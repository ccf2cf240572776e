//! Backend timestamps.
//!
//! The API emits RFC 3339 strings, except for records written with a naive
//! UTC clock which carry no offset at all. Both read back as UTC.

use chrono::{DateTime, NaiveDateTime, SecondsFormat, Utc};
use serde::{Deserialize, Deserializer, Serializer};

pub fn parse_timestamp(raw: &str) -> Result<DateTime<Utc>, chrono::ParseError> {
    DateTime::parse_from_rfc3339(raw)
        .map(|stamp| stamp.with_timezone(&Utc))
        .or_else(|_| NaiveDateTime::parse_from_str(raw, "%Y-%m-%dT%H:%M:%S%.f").map(|n| n.and_utc()))
}

pub(crate) mod utc {
    use super::*;

    pub fn serialize<S: Serializer>(value: &DateTime<Utc>, serializer: S) -> Result<S::Ok, S::Error> {
        serializer.serialize_str(&value.to_rfc3339_opts(SecondsFormat::Millis, true))
    }

    pub fn deserialize<'de, D: Deserializer<'de>>(deserializer: D) -> Result<DateTime<Utc>, D::Error> {
        let raw = String::deserialize(deserializer)?;
        parse_timestamp(&raw).map_err(serde::de::Error::custom)
    }
}

pub(crate) mod utc_option {
    use super::*;

    pub fn serialize<S: Serializer>(
        value: &Option<DateTime<Utc>>,
        serializer: S,
    ) -> Result<S::Ok, S::Error> {
        match value {
            Some(stamp) => super::utc::serialize(stamp, serializer),
            None => serializer.serialize_none(),
        }
    }

    pub fn deserialize<'de, D: Deserializer<'de>>(
        deserializer: D,
    ) -> Result<Option<DateTime<Utc>>, D::Error> {
        match Option::<String>::deserialize(deserializer)? {
            Some(raw) => parse_timestamp(&raw)
                .map(Some)
                .map_err(serde::de::Error::custom),
            None => Ok(None),
        }
    }
}

#[cfg(test)]
mod tests {
    use super::*;
    use chrono::TimeZone;

    #[test]
    fn parses_offset_and_naive_forms() {
        let expected = Utc.with_ymd_and_hms(2025, 3, 14, 9, 30, 0).unwrap();
        assert_eq!(parse_timestamp("2025-03-14T09:30:00Z").unwrap(), expected);
        assert_eq!(parse_timestamp("2025-03-14T12:30:00+03:00").unwrap(), expected);
        assert_eq!(parse_timestamp("2025-03-14T09:30:00").unwrap(), expected);
        assert_eq!(
            parse_timestamp("2025-03-14T09:30:00.250000").unwrap(),
            expected + chrono::Duration::milliseconds(250)
        );
        assert!(parse_timestamp("yesterday").is_err());
    }
}
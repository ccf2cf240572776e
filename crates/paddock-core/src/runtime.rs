use crate::frame_clock::FrameClock;
use std::cell::{Cell, RefCell};
use std::collections::VecDeque;
use std::rc::{Rc, Weak};

pub type FrameCallbackId = u64;

struct FrameCallbackEntry {
    id: FrameCallbackId,
    callback: Option<Box<dyn FnOnce(u64) + 'static>>,
}

struct RuntimeInner {
    next_frame_callback_id: Cell<FrameCallbackId>,
    frame_callbacks: RefCell<VecDeque<FrameCallbackEntry>>,
    last_frame_nanos: Cell<Option<u64>>,
}

impl RuntimeInner {
    fn new() -> Self {
        Self {
            next_frame_callback_id: Cell::new(1),
            frame_callbacks: RefCell::new(VecDeque::new()),
            last_frame_nanos: Cell::new(None),
        }
    }

    fn register_frame_callback(&self, callback: Box<dyn FnOnce(u64) + 'static>) -> FrameCallbackId {
        let id = self.next_frame_callback_id.get();
        self.next_frame_callback_id.set(id + 1);
        self.frame_callbacks
            .borrow_mut()
            .push_back(FrameCallbackEntry {
                id,
                callback: Some(callback),
            });
        id
    }

    fn cancel_frame_callback(&self, id: FrameCallbackId) {
        let mut callbacks = self.frame_callbacks.borrow_mut();
        if let Some(index) = callbacks.iter().position(|entry| entry.id == id) {
            callbacks.remove(index);
        }
    }

    fn drain_frame_callbacks(&self, frame_time_nanos: u64) {
        if let Some(last) = self.last_frame_nanos.get() {
            if frame_time_nanos < last {
                log::warn!(
                    "frame time went backwards ({} < {}), clamping",
                    frame_time_nanos,
                    last
                );
            }
        }
        let frame_time_nanos = self
            .last_frame_nanos
            .get()
            .map_or(frame_time_nanos, |last| frame_time_nanos.max(last));
        self.last_frame_nanos.set(Some(frame_time_nanos));

        // Callbacks registered while draining belong to the next frame.
        let mut callbacks = self.frame_callbacks.borrow_mut();
        let mut pending: Vec<Box<dyn FnOnce(u64) + 'static>> = Vec::with_capacity(callbacks.len());
        while let Some(mut entry) = callbacks.pop_front() {
            if let Some(callback) = entry.callback.take() {
                pending.push(callback);
            }
        }
        drop(callbacks);
        for callback in pending {
            callback(frame_time_nanos);
        }
    }

    fn has_frame_callbacks(&self) -> bool {
        !self.frame_callbacks.borrow().is_empty()
    }
}

/// Owner of the frame-callback queue.
///
/// Dropping the runtime turns every outstanding [`RuntimeHandle`] into a
/// no-op handle.
#[derive(Clone)]
pub struct Runtime {
    inner: Rc<RuntimeInner>,
}

impl Runtime {
    pub fn new() -> Self {
        Self {
            inner: Rc::new(RuntimeInner::new()),
        }
    }

    pub fn handle(&self) -> RuntimeHandle {
        RuntimeHandle {
            inner: Rc::downgrade(&self.inner),
        }
    }

    pub fn frame_clock(&self) -> FrameClock {
        self.handle().frame_clock()
    }
}

impl Default for Runtime {
    fn default() -> Self {
        Self::new()
    }
}

impl std::fmt::Debug for Runtime {
    fn fmt(&self, f: &mut std::fmt::Formatter<'_>) -> std::fmt::Result {
        f.debug_struct("Runtime")
            .field("pending_frame_callbacks", &self.inner.frame_callbacks.borrow().len())
            .field("last_frame_nanos", &self.inner.last_frame_nanos.get())
            .finish()
    }
}

#[derive(Clone)]
pub struct RuntimeHandle {
    inner: Weak<RuntimeInner>,
}

impl RuntimeHandle {
    pub fn register_frame_callback(
        &self,
        callback: impl FnOnce(u64) + 'static,
    ) -> Option<FrameCallbackId> {
        self.inner
            .upgrade()
            .map(|inner| inner.register_frame_callback(Box::new(callback)))
    }

    pub fn cancel_frame_callback(&self, id: FrameCallbackId) {
        if let Some(inner) = self.inner.upgrade() {
            inner.cancel_frame_callback(id);
        }
    }

    pub fn drain_frame_callbacks(&self, frame_time_nanos: u64) {
        if let Some(inner) = self.inner.upgrade() {
            inner.drain_frame_callbacks(frame_time_nanos);
        }
    }

    pub fn has_frame_callbacks(&self) -> bool {
        self.inner
            .upgrade()
            .map(|inner| inner.has_frame_callbacks())
            .unwrap_or(false)
    }

    /// Timestamp of the most recently drained frame.
    pub fn last_frame_nanos(&self) -> Option<u64> {
        self.inner
            .upgrade()
            .and_then(|inner| inner.last_frame_nanos.get())
    }

    pub fn is_alive(&self) -> bool {
        self.inner.strong_count() > 0
    }

    pub fn frame_clock(&self) -> FrameClock {
        FrameClock::new(self.clone())
    }
}

impl std::fmt::Debug for RuntimeHandle {
    fn fmt(&self, f: &mut std::fmt::Formatter<'_>) -> std::fmt::Result {
        f.debug_struct("RuntimeHandle")
            .field("alive", &self.is_alive())
            .finish()
    }
}

#[cfg(test)]
#[path = "tests/runtime_tests.rs"]
mod tests;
—————
__ABOUT THIS TASK__: Every line above that holds the string "static" counts once. State how many such lines there are, as a number alone.

__ANSWER SECTION__: 4